## How to complete this task
Keep only the lines of the data below that contain "bail", and copy them.

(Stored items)
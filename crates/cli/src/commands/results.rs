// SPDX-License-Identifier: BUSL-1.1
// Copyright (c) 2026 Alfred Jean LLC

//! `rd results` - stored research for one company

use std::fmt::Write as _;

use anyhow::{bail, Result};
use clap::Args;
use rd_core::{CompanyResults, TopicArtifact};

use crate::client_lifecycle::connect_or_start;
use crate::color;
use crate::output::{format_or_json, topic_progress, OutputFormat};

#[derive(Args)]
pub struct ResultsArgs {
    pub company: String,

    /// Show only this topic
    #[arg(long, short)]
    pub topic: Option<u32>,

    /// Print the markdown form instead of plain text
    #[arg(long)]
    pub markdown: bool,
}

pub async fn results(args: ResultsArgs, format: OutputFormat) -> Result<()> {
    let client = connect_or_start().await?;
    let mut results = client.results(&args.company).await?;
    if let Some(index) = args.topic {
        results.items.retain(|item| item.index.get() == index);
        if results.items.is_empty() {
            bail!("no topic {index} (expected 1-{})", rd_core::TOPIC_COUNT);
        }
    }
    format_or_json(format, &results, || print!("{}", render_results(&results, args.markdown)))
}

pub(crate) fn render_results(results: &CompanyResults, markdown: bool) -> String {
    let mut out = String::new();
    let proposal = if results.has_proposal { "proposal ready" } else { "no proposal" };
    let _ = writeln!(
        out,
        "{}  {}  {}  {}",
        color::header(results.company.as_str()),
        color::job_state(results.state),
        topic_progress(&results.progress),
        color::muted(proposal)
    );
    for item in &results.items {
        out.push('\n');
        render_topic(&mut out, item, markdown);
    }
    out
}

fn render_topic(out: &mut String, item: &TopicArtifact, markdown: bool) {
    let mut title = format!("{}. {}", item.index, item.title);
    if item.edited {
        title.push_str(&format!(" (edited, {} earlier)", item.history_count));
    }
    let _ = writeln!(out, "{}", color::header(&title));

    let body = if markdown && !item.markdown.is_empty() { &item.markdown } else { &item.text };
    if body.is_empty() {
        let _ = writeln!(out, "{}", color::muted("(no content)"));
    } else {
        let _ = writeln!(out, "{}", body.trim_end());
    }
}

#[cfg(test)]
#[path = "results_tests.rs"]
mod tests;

* * *

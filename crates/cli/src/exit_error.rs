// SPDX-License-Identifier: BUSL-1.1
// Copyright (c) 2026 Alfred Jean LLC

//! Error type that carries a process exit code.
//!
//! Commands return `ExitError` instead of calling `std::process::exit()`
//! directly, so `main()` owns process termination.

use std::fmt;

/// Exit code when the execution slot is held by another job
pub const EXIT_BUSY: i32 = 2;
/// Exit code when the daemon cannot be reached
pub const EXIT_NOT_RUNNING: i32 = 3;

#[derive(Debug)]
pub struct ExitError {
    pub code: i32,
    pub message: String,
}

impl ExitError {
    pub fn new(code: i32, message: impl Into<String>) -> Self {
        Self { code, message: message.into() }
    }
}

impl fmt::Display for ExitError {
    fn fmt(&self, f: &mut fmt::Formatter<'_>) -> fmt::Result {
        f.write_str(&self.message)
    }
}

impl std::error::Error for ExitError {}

## Output
use anyhow::{bail, Result};
            bail!("no topic {index} (expected 1-{})", rd_core::TOPIC_COUNT);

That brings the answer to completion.